Quando il cellulare di Helen squilla, in un mezzogiorno di metà settimana, lei ancora non sa che dall’altra parte si nasconde un fantasma. Un fantasma para-fisico, piuttosto che metafisico, ma pur sempre una presenza di spirito e memorie.

Helen scoprirà infatti che la sua amica di gioventù, Charlie, è deceduta – ufficialmente per un’encefalite causata da una malattia esantematica che serve a mascherare un suicidio assistito in una stato che non ne riconosce la legalità – un giorno prima che lei ricevesse la telefonata.

Da questo incipit, con la sapienza di una navigata esploratrice del tempo, l’autrice americana Nell Freudenberger imbastisce un ordito di ricordi che va a completare la trama del romanzo Perduta e attesa. Mentre scopriamo i primi passi dell’amicizia tra Helen e Charlie, nel piano principale del tempo della narrazione una ghost story razionale si dipana pagina dopo pagina, coinvolgendo Helen, il figlio Jack, ma anche la famiglia orfana di Charlie: il marito Terrence e la figlia Simmi. Uniti dal ricordo della donna, ma ripiegati in un dolore personale che non lascia spazio per quello degli altri, gli attori di questa storia – che non è tragedia, ma solo vita – si trovano attratti l’uno dall’altro da una forza gravitazionale impercettibile, ma pur sempre figlia minore di quella che lega la Terra al Sole.

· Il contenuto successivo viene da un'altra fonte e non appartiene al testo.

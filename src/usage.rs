use serde::{Deserialize, Serialize};

/// Token usage reported by a provider.
///
/// Each provider names these fields differently; the aliases cover the
/// OpenAI, Anthropic and Gemini spellings.
#[derive(Debug, Clone, Default, PartialEq, Eq, Serialize, Deserialize)]
pub struct Usage {
    /// Number of tokens in the prompt
    #[serde(default, alias = "input_tokens", alias = "promptTokenCount")]
    pub prompt_tokens: Option<u32>,
    /// Number of tokens in the completion
    #[serde(default, alias = "output_tokens", alias = "candidatesTokenCount")]
    pub completion_tokens: Option<u32>,
    /// Total number of tokens used, when the provider reports one
    #[serde(default, alias = "totalTokenCount")]
    pub total_tokens: Option<u32>,
}

impl Usage {
    /// Single token count for a call.
    ///
    /// Prefers the provider's own total and falls back to prompt + completion.
    pub fn total(&self) -> u32 {
        self.total_tokens.unwrap_or_else(|| {
            self.prompt_tokens
                .unwrap_or(0)
                .saturating_add(self.completion_tokens.unwrap_or(0))
        })
    }
}
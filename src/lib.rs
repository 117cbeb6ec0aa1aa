//! Query several hosted LLM providers with the same prompt at once.
//!
//! An [`Orchestrator`] owns one [`ProviderAdapter`] per provider that has a
//! credential. [`Orchestrator::query_all`] fans a prompt out to them
//! concurrently and gathers a [`QueryResultSet`]; [`Orchestrator::audit`]
//! runs a list of prompts one after another and returns an
//! [`AuditRecord`] per prompt.
//!
//! ```no_run
//! use llm_orchestrator::{config::load_config, Orchestrator};
//!
//! # async fn run() -> Result<(), Box<dyn std::error::Error>> {
//! let config = load_config(None)?;
//! let orchestrator = Orchestrator::from_config(&config);
//! let results = orchestrator.query("Find a Ford dealer near Aurora, CO").await?;
//! for (provider, result) in results.iter() {
//!     match result.error() {
//!         Some(err) => println!("{provider}: {err}"),
//!         None => println!("{provider}: {}", result.response().unwrap_or_default()),
//!     }
//! }
//! # Ok(())
//! # }
//! ```

pub mod adapter;
pub mod backends;
pub mod builder;
pub mod config;
pub mod error;
pub mod orchestrator;
pub mod persistence;
pub mod provider;
pub mod result;
pub mod usage;

pub use adapter::{Completion, ProviderAdapter};
pub use error::LLMError;
pub use orchestrator::{parse_queries, AuditQuery, AuditRecord, AuditSummary, Orchestrator};
pub use persistence::{JsonFileLogger, QueryLogEntry, QueryLogger};
pub use provider::ProviderId;
pub use result::{QueryResult, QueryResultSet};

Gravità, infatti, assieme a Entanglement e Indeterminazione, sono i titoli delle parti del romanzo, sorretto dalla voce di una donna delle STEM (Science, Technology, Engineering and Mathematics), più precisamente una professoressa di fisica teorica del MIT che bilancia successi e rimpianti. Helen e Charlie sono protagoniste contemporanee, alle prese con problematiche reali: la malattia, l’equilibrismo tra carriera e famiglia, il desiderio di essere amate e quello di essere rispettate, le molestie sessuali, tutto ciò che resta di irrisolto quando credi di avere tempo per chiarire e quel tempo, invece, esce improvvisamente di scena; perché quando una persona muore, una folla intera se ne va, e tutte le persone che hanno interagito con lei restano vive solo nella mente di chi rimane.

La morte, l’uscita di scena definitiva, impedisce qualsiasi tipo di pacificazione a posteriori e chi resta può solamente fare pace con questa mancanza, con quella bolla che scoppia e lascia gli altri a fare esperienza della morte altrui, come sostiene il medico e scrittore Robert Lanza in quella che Helen considera una teoria pseudo-scientifica.

A differenza della scienza,“nelle pseudo-scienze non c’è un pezzo che non si incastri alla perfezione nella teoria e lo scienziato non sbaglia mai.” Seppur profondamente razionale e avversa alle scienze alternative, Helen si troverà proprio a cercare di incastrare tutti i pezzi della sua vita, di quella ormai finita di Charlie e di coloro che le sono sopravvissuti, per dare una compiutezza alla sua storia, ma la vita – sembra volerci suggerire Nell Freudenberger – non è un romanzo né, tantomeno, una pseudo-scienza e ciò che resta, alla fine, sono solo particelle distanti nello spazio e nel tempo, legate da qualcosa che neanche la fisica è ancora in grado di spiegare.